## Assignment
Collect each line of the records containing the string "layer".

## Input records

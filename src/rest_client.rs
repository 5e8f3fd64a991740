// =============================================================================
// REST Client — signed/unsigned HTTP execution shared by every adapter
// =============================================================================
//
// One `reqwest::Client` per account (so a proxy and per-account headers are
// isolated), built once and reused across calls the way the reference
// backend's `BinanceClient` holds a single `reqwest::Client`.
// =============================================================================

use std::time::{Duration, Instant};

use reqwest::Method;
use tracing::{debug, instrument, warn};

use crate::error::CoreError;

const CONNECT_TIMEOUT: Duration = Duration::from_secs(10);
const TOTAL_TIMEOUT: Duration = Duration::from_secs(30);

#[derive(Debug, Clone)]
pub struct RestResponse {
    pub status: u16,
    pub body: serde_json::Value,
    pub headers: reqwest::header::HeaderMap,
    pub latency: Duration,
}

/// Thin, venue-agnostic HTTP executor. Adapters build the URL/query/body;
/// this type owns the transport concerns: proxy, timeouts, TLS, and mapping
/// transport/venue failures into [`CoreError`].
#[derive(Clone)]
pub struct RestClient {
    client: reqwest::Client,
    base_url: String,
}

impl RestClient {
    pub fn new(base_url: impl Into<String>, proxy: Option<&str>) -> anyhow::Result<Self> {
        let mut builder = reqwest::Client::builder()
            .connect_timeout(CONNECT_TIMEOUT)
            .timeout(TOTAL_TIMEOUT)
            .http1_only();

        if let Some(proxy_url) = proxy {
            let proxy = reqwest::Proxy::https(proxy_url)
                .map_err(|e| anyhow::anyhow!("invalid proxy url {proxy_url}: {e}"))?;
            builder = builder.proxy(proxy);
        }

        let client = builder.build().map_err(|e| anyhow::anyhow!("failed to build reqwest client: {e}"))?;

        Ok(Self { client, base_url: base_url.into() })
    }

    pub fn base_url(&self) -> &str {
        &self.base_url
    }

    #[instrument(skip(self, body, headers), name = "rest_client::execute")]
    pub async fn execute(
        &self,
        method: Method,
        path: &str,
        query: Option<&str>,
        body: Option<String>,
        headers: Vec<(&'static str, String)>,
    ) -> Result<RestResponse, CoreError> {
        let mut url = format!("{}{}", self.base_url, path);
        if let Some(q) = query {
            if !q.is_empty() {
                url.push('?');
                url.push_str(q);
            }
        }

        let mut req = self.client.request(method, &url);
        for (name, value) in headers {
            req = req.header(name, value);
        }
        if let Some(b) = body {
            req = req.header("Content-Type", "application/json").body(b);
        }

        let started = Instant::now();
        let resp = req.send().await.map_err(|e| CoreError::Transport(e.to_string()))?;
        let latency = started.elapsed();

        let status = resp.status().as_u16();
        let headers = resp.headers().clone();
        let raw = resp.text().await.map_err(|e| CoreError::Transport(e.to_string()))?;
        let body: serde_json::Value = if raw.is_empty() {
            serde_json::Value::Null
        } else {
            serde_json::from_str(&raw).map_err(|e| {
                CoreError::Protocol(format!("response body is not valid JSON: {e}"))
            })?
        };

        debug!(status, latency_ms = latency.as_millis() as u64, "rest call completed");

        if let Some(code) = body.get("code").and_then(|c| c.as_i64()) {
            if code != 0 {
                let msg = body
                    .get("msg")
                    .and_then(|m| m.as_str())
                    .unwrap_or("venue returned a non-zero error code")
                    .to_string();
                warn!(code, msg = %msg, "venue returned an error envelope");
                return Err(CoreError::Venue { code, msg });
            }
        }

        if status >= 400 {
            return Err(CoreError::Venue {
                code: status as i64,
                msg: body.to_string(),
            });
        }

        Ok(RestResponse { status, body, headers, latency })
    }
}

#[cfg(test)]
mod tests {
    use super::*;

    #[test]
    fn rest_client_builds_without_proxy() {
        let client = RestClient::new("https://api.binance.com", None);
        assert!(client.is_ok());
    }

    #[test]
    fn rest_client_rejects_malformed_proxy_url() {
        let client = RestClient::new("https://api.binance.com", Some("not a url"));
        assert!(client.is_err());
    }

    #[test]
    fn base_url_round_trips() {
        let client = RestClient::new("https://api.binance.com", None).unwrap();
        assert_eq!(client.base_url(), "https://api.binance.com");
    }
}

--

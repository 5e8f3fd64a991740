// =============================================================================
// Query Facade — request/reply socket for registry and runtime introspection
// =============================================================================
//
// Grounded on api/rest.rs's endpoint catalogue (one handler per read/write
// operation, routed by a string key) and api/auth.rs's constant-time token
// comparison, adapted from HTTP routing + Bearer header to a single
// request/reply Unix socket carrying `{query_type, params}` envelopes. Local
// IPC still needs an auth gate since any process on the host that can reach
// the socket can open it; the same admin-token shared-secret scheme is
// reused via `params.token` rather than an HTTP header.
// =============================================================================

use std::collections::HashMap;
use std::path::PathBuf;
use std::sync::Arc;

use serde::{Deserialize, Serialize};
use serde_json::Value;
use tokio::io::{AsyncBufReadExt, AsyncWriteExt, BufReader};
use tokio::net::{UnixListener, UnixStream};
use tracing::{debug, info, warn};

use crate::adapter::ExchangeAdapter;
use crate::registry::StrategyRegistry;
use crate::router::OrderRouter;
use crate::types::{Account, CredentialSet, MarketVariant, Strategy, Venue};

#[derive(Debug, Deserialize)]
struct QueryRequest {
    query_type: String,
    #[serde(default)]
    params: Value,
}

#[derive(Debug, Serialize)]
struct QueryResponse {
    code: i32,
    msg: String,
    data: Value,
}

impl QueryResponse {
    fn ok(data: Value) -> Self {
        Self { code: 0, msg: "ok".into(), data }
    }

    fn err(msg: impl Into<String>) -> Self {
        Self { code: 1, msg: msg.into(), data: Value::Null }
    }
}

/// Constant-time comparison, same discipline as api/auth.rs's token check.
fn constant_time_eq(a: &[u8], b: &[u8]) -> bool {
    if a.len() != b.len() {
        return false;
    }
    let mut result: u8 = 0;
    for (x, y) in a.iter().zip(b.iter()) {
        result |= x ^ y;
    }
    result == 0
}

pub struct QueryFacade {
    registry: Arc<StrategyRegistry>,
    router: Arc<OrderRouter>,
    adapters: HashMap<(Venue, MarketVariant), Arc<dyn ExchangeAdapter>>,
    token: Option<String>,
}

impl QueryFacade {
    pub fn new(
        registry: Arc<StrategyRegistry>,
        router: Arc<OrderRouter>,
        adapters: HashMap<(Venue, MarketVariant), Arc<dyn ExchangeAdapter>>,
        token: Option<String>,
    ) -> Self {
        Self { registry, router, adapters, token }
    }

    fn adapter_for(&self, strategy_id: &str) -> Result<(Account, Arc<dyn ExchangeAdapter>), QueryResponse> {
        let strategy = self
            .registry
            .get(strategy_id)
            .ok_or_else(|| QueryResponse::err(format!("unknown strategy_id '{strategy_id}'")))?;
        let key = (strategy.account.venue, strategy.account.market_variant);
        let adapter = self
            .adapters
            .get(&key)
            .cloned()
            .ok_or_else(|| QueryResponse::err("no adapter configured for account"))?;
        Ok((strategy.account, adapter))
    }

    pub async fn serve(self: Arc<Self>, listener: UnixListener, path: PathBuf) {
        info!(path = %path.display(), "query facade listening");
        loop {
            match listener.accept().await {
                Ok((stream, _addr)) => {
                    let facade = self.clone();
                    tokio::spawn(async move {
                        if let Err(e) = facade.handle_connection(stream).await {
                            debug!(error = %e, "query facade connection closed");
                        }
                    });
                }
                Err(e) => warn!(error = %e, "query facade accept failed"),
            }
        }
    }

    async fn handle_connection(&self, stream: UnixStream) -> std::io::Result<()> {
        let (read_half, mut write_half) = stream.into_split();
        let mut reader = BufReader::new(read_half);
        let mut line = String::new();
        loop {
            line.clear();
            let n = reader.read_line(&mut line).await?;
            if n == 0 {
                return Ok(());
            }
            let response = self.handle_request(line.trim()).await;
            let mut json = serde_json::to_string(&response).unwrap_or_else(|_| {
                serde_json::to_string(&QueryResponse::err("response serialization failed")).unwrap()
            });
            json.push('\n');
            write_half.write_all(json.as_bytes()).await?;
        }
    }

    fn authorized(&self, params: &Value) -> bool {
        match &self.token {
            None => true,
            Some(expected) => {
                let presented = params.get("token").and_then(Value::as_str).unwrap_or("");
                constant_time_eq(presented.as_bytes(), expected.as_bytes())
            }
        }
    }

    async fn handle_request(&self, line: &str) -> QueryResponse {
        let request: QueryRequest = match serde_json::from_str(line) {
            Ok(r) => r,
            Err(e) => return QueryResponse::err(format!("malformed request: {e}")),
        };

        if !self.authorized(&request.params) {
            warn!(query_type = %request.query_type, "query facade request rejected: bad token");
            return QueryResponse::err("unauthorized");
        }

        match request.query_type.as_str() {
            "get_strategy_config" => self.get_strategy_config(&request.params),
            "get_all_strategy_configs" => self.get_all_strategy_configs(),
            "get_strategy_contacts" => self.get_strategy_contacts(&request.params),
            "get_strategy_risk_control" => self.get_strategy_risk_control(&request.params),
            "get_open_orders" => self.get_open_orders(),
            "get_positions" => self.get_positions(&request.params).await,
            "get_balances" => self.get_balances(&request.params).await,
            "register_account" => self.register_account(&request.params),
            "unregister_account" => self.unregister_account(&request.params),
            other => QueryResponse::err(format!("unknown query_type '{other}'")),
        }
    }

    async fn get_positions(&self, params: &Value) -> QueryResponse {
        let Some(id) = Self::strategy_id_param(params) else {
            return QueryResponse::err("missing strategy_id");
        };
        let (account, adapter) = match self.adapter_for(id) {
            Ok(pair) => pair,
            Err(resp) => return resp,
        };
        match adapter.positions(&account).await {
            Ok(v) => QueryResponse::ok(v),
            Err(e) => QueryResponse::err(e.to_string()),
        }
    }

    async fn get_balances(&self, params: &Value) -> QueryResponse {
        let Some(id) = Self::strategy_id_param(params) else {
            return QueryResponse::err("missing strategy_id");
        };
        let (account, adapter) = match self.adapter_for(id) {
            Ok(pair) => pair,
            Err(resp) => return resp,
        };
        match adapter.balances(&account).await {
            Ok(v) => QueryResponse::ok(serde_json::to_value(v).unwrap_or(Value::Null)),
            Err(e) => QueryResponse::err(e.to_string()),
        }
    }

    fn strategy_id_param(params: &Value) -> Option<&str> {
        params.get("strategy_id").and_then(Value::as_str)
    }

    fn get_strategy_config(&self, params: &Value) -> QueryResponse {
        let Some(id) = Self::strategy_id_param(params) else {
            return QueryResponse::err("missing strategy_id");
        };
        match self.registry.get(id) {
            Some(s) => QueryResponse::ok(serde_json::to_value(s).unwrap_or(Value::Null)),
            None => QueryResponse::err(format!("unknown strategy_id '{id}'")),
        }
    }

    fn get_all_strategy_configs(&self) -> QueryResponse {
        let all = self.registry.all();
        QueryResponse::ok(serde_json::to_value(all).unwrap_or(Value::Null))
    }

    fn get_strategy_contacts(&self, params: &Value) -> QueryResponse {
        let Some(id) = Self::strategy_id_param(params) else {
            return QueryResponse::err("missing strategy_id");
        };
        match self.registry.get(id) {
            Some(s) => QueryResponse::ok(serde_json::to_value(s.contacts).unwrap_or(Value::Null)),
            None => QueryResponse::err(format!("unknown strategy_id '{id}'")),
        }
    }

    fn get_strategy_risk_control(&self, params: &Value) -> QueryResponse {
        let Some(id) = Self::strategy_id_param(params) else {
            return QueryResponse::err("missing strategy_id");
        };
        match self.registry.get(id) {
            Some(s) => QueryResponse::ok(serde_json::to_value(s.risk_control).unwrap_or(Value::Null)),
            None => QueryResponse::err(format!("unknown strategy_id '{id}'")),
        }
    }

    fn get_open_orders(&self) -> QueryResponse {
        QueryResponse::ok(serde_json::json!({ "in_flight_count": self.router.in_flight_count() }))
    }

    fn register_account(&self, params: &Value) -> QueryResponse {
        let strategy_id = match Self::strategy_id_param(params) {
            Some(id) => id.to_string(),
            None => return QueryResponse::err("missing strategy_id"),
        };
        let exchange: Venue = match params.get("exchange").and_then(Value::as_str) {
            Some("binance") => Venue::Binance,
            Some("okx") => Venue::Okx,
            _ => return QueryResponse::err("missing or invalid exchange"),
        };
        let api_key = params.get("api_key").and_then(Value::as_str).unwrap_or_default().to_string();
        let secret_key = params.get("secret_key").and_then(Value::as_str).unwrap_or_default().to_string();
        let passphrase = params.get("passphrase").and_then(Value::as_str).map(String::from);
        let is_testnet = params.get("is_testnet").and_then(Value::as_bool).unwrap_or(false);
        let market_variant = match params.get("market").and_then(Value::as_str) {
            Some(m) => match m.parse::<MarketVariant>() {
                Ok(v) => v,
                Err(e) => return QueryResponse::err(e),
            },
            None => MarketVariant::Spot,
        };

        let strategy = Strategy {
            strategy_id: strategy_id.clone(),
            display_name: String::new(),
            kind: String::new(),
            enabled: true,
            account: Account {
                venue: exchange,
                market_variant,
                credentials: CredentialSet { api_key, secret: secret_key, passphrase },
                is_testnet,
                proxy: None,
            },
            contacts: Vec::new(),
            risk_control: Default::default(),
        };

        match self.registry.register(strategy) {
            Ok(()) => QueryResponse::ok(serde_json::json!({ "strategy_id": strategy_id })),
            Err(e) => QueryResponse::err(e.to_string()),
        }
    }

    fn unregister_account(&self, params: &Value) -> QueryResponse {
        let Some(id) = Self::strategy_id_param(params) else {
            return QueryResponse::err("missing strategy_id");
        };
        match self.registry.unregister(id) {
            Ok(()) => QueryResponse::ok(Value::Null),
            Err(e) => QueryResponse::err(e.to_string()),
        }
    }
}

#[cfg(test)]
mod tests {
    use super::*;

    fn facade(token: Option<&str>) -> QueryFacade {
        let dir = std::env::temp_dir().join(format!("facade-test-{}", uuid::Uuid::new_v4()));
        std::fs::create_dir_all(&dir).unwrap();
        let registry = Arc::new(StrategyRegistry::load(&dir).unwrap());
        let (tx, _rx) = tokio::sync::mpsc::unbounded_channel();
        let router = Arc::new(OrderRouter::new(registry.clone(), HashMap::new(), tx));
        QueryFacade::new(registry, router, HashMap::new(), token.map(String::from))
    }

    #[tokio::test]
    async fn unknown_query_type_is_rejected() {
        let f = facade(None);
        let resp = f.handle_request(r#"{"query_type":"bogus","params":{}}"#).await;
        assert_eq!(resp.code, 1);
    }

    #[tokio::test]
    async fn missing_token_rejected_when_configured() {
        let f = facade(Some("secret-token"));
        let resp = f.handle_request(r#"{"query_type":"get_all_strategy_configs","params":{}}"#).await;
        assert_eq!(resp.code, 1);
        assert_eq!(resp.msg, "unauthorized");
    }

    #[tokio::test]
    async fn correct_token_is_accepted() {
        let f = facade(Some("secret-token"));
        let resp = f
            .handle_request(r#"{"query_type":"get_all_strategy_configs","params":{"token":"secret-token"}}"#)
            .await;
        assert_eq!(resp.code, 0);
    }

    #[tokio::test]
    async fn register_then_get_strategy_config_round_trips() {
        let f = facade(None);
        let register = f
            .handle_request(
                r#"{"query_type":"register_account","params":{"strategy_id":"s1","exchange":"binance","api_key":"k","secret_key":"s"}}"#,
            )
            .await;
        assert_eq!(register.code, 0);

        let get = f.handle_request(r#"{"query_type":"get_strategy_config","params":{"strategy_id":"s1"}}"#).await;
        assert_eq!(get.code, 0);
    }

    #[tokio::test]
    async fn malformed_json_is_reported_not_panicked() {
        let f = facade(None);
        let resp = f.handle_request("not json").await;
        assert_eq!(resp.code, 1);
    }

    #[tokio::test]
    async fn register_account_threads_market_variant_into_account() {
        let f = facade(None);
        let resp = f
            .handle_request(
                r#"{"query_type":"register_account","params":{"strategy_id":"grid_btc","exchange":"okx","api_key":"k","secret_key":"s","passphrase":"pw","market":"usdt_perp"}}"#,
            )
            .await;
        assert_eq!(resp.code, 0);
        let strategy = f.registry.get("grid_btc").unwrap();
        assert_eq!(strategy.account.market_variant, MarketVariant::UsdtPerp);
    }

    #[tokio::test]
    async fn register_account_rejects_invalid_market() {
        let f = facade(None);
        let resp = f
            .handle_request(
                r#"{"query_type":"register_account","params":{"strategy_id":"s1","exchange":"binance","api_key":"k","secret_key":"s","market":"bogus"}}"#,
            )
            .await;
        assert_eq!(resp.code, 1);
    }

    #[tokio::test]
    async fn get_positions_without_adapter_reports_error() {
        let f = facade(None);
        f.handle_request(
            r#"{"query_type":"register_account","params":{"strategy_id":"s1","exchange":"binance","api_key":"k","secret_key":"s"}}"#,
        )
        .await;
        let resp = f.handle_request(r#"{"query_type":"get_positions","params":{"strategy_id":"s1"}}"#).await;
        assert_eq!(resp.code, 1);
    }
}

--

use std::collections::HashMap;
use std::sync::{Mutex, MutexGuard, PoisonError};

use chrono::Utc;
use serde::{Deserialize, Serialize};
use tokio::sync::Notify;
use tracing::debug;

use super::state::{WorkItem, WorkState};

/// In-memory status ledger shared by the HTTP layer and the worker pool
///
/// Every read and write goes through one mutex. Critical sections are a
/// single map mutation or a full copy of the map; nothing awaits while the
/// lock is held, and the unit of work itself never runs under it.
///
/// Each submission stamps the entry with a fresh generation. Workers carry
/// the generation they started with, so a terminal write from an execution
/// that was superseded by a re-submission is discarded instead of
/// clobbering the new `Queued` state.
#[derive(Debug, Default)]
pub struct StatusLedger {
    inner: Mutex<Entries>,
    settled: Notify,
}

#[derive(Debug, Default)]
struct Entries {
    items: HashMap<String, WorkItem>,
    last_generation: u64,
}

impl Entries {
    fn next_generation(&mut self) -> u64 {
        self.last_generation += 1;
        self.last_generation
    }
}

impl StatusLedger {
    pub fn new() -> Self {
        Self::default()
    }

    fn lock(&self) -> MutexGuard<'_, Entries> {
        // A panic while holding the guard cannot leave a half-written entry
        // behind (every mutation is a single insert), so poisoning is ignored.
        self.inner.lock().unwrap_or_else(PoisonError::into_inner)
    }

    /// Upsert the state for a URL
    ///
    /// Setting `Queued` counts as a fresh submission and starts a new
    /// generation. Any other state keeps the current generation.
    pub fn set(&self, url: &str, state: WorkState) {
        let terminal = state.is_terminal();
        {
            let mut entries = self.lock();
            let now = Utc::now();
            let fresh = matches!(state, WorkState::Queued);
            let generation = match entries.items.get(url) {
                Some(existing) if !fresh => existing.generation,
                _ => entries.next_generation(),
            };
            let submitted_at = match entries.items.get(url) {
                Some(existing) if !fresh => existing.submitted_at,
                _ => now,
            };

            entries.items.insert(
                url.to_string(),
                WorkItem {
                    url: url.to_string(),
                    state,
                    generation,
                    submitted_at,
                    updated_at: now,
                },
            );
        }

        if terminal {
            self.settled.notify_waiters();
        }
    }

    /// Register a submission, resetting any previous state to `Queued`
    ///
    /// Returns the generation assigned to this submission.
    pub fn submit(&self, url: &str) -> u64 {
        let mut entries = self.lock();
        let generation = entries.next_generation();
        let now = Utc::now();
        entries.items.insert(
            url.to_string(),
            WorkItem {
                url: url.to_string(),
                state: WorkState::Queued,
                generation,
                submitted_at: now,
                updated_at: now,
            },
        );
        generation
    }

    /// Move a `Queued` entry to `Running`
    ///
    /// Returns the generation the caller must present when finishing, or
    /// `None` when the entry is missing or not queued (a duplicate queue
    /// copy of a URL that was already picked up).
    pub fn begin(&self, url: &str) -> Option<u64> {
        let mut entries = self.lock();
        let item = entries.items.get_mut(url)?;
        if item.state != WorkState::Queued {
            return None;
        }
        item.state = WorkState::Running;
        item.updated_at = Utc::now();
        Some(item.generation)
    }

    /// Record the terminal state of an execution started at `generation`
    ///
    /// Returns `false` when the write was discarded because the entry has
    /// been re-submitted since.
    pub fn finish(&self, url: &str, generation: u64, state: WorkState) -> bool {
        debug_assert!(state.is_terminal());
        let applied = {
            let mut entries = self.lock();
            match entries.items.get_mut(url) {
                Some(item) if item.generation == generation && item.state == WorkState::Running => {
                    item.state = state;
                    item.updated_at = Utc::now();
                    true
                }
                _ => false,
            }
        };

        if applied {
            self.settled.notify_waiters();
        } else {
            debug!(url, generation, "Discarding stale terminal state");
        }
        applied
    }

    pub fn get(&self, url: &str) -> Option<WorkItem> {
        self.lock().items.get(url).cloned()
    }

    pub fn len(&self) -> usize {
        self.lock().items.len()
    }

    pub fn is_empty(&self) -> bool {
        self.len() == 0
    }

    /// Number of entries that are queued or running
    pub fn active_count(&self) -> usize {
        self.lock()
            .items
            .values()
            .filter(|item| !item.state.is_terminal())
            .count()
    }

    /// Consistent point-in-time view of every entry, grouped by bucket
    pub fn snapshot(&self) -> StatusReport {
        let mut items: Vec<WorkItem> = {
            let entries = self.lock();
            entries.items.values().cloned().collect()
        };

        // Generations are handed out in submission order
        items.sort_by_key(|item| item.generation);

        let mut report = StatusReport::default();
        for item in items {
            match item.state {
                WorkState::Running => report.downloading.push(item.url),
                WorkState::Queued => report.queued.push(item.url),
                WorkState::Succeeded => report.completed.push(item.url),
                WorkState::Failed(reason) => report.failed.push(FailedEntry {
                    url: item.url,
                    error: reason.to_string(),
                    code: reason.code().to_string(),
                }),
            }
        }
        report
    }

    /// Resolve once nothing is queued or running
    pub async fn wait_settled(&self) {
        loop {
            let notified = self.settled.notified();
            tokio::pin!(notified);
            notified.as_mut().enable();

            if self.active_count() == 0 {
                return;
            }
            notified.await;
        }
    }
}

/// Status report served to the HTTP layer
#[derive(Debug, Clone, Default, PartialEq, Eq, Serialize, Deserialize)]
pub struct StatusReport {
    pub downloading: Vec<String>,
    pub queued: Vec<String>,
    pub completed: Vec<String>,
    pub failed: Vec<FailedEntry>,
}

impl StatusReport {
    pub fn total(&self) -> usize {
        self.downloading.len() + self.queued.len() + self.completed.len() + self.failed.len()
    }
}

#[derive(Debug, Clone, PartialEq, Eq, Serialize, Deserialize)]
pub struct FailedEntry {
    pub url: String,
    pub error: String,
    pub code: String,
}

## Your solution
/// In-memory status ledger shared by the HTTP layer and the worker pool
/// Status report served to the HTTP layer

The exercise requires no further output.